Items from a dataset
-=-=-=-=-

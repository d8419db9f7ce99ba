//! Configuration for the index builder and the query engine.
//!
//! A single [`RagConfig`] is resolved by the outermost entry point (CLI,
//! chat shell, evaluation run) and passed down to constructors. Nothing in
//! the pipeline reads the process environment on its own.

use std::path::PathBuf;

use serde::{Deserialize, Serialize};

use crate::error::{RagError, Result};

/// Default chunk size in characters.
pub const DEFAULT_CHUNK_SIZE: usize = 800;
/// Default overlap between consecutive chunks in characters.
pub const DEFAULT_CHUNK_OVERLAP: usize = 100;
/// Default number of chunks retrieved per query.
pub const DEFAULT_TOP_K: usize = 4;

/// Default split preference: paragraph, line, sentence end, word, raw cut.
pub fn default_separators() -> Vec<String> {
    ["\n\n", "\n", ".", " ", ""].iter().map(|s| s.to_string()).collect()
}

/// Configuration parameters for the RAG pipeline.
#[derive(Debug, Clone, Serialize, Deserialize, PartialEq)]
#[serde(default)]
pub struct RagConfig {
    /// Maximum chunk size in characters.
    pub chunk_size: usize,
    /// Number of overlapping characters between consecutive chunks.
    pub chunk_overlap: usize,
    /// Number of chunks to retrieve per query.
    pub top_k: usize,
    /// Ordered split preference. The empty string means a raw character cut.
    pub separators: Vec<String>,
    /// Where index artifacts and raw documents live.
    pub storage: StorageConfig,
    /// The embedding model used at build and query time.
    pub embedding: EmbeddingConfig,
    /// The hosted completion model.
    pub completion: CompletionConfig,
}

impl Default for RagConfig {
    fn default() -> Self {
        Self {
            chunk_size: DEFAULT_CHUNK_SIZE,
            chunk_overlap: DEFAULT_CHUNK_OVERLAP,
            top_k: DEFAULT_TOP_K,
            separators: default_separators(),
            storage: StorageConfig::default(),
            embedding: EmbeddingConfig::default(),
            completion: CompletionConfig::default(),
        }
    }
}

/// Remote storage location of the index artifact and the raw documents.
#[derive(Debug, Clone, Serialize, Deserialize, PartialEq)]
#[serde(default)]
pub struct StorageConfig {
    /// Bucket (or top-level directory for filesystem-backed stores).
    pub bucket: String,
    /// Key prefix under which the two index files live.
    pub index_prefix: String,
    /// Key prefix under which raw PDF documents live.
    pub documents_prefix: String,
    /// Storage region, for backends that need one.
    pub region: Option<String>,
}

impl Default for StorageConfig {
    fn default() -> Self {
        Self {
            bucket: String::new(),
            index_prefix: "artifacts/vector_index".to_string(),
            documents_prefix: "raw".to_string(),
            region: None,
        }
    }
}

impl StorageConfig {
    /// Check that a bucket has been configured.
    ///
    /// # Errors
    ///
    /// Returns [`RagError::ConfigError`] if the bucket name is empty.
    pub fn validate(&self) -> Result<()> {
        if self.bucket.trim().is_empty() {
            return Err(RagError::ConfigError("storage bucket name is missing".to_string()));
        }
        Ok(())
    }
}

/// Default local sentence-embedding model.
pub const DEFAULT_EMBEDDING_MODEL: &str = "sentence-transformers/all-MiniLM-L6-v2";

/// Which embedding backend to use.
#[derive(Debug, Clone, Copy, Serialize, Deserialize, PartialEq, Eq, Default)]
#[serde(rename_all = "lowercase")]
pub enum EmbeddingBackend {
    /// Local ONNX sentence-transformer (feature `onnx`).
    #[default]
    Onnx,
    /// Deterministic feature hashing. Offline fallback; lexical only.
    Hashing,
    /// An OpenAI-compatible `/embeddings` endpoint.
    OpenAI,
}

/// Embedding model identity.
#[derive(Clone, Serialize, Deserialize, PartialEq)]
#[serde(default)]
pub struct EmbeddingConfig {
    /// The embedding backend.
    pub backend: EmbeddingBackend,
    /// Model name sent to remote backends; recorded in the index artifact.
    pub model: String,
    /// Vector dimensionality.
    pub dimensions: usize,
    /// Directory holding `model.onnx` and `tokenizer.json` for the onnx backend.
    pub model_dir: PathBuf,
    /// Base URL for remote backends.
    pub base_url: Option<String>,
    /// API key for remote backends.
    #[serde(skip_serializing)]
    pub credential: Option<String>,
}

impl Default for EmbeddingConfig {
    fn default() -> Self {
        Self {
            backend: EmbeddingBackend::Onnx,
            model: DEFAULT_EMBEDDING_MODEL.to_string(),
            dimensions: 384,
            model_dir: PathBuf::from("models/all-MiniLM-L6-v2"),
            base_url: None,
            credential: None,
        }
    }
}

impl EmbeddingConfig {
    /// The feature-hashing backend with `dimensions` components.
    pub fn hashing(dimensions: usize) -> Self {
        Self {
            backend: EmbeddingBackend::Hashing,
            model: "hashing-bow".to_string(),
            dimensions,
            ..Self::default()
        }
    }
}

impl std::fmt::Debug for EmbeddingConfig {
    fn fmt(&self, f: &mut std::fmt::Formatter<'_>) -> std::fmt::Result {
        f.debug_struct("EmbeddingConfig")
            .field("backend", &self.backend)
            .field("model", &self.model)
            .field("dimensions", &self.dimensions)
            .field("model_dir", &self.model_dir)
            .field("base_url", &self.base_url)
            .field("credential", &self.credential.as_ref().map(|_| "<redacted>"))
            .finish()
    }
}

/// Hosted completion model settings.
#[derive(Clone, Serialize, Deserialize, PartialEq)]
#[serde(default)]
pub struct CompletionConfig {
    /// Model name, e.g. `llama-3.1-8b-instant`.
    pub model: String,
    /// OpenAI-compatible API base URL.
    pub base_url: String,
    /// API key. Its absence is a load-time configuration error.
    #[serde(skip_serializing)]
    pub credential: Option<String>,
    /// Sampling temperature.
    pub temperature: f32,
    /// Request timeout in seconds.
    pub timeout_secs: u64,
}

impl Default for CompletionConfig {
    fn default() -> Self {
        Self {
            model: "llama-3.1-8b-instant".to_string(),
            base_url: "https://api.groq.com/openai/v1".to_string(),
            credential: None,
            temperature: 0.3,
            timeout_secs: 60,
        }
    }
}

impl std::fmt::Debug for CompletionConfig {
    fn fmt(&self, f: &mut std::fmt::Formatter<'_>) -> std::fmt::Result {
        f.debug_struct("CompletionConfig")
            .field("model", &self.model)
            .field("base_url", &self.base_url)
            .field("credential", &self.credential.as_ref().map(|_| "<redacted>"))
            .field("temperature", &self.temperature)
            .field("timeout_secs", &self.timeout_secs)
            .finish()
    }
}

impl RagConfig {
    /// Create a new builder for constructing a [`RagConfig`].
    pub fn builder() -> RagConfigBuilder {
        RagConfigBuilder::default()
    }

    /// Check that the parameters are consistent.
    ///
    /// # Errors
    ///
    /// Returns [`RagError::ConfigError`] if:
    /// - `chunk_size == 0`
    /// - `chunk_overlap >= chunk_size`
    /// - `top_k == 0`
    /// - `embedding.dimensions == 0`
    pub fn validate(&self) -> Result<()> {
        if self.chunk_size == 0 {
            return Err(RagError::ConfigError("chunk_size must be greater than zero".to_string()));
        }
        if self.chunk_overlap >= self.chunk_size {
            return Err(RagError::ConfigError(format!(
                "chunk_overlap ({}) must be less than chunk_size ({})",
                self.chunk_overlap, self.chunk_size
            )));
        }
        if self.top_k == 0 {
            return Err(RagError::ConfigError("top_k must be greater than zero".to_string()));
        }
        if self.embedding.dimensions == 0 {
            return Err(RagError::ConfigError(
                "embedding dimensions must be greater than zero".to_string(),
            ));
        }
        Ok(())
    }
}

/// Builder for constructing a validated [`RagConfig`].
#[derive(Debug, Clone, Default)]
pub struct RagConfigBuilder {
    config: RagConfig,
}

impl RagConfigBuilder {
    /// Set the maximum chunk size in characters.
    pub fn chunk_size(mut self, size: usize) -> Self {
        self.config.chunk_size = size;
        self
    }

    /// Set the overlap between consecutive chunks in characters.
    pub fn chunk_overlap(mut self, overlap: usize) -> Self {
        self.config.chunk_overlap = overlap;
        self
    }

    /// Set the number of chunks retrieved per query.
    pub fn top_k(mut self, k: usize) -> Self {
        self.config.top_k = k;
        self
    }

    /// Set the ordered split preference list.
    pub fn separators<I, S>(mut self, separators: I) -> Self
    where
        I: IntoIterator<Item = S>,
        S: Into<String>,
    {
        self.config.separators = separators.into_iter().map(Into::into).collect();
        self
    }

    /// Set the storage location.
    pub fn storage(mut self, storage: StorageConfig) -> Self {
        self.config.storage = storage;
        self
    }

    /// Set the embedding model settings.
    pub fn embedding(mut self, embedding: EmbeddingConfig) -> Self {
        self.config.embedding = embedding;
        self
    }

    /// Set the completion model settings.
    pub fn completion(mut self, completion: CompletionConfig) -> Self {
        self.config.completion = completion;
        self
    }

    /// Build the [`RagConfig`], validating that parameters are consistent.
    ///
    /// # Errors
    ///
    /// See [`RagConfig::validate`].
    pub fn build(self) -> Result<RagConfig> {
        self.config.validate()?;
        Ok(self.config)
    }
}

-=-=-=-=-

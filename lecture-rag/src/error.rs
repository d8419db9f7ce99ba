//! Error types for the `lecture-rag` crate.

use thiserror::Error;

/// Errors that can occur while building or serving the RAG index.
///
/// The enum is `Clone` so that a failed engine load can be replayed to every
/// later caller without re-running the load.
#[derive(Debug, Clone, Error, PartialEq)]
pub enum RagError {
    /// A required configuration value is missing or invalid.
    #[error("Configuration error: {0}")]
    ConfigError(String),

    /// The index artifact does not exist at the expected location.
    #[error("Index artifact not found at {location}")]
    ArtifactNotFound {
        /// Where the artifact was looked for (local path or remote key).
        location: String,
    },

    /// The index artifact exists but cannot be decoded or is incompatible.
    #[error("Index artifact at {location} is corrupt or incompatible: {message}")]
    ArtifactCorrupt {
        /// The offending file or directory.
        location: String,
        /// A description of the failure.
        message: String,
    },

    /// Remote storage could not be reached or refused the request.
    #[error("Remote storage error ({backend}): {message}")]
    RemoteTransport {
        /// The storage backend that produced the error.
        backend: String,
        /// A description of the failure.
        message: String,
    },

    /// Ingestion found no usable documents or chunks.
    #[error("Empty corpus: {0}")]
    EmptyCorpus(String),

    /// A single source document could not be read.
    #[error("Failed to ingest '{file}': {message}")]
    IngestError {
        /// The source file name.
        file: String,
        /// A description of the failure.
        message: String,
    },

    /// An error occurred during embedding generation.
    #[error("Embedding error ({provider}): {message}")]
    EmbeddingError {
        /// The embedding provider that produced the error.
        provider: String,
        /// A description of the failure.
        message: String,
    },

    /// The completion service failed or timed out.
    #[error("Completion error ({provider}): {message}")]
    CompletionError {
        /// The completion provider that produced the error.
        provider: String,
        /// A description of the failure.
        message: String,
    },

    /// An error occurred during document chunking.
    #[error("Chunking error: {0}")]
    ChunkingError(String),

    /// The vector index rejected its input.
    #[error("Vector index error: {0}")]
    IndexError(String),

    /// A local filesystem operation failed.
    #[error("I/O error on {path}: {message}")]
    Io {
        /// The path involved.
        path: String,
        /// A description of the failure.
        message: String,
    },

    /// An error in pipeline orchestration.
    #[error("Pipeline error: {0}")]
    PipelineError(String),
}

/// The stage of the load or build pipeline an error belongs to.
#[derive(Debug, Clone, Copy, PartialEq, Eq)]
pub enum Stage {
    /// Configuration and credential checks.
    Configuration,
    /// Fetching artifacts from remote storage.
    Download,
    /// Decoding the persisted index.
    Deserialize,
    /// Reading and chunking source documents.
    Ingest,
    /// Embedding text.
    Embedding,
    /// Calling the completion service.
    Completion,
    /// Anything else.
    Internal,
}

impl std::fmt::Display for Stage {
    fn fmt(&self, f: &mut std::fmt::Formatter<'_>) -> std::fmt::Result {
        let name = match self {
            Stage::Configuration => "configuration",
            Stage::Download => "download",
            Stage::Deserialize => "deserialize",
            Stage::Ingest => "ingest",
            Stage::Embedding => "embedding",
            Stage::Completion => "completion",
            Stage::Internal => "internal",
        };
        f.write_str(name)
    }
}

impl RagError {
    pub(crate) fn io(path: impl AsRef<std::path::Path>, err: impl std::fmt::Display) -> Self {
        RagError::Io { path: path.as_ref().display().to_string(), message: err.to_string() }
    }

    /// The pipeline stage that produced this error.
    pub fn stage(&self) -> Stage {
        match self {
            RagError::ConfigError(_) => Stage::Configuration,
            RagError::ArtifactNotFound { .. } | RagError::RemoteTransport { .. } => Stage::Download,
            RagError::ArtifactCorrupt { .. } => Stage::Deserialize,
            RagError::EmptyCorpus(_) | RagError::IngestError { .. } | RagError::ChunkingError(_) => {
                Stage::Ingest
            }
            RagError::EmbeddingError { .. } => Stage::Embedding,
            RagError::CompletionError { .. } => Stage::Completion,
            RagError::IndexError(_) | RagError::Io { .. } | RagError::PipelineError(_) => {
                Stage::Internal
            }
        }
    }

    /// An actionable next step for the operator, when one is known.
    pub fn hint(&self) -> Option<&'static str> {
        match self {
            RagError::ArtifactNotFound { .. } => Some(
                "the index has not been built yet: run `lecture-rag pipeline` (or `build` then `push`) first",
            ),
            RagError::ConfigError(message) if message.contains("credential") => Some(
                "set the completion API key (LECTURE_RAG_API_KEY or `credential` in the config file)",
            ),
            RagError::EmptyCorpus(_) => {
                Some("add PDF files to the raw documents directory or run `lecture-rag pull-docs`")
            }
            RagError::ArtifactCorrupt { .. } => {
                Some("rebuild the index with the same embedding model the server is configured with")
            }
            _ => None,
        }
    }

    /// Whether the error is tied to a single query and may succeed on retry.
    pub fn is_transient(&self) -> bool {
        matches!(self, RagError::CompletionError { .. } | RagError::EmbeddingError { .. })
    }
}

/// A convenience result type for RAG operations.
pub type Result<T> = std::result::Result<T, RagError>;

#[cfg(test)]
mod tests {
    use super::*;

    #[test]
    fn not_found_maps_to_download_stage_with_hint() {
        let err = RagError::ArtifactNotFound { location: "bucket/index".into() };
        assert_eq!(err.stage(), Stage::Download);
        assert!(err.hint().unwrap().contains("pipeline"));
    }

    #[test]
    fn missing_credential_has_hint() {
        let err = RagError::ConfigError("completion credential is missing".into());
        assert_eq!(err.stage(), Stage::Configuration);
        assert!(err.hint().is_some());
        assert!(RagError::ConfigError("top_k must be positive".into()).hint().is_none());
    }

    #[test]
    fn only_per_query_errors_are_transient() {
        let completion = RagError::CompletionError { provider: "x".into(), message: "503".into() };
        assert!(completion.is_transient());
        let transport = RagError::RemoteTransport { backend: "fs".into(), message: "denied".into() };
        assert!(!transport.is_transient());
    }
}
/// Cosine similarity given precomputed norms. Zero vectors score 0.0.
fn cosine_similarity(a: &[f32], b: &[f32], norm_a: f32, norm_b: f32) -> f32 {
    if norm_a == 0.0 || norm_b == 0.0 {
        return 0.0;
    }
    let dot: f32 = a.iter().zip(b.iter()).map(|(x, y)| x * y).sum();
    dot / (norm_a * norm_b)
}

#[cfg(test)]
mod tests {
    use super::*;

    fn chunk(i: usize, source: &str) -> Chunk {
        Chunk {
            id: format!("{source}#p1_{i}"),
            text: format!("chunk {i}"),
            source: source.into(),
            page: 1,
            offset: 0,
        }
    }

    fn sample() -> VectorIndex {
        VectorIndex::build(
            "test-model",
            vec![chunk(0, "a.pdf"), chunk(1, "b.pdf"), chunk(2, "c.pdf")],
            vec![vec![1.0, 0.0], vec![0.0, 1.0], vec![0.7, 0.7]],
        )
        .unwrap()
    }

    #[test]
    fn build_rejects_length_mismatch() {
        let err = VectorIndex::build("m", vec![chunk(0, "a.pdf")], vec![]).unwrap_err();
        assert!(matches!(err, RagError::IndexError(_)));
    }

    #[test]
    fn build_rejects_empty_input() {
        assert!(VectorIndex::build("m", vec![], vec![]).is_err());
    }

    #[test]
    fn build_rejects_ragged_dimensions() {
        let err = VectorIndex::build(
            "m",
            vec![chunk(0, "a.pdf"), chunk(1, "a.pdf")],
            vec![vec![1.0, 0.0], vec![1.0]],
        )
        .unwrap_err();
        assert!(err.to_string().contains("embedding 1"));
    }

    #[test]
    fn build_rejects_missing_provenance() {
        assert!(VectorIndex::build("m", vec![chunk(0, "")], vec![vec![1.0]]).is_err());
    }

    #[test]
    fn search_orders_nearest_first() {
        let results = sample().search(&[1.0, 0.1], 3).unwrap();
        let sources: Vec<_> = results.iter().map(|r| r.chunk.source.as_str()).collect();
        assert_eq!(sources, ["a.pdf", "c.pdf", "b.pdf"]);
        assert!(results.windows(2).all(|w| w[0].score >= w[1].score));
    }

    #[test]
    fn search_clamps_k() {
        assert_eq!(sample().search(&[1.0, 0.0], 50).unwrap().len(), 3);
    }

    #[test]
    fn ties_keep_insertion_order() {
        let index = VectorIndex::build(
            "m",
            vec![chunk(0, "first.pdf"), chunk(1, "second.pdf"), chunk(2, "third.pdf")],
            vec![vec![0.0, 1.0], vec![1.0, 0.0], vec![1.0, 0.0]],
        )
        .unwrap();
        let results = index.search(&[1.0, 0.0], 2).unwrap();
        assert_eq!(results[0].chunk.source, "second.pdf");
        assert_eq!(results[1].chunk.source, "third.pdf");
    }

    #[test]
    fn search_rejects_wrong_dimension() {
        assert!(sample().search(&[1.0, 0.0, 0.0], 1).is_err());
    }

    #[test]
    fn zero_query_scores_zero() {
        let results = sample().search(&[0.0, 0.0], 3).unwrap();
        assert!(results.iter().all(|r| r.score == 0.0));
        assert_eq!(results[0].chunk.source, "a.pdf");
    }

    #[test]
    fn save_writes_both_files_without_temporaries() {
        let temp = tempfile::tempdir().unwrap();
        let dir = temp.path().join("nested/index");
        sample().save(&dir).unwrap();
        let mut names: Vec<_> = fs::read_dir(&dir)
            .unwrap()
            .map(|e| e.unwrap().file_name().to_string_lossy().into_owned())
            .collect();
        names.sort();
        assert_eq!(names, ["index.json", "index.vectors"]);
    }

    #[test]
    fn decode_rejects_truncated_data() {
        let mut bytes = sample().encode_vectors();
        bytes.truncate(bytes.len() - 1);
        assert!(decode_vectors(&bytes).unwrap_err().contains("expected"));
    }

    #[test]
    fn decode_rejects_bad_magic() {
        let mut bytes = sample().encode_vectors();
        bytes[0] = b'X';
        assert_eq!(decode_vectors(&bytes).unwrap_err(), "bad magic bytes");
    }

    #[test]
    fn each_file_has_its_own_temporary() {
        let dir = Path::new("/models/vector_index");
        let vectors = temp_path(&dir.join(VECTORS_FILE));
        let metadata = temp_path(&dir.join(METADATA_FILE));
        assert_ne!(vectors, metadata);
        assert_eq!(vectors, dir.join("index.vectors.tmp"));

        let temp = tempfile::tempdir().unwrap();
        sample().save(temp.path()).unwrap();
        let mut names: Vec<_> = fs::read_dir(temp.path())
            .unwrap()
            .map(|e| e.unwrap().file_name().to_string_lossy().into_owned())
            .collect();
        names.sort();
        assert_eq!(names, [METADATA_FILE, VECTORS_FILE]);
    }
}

-=-=-=-=-

* [PROBLEM DESCRIPTION]: Search the records above for "PipelineError" and copy every line that has it.

* [SOLUTION TO THE PROBLEM]:
    PipelineError(String),
            RagError::IndexError(_) | RagError::Io { .. } | RagError::PipelineError(_) => {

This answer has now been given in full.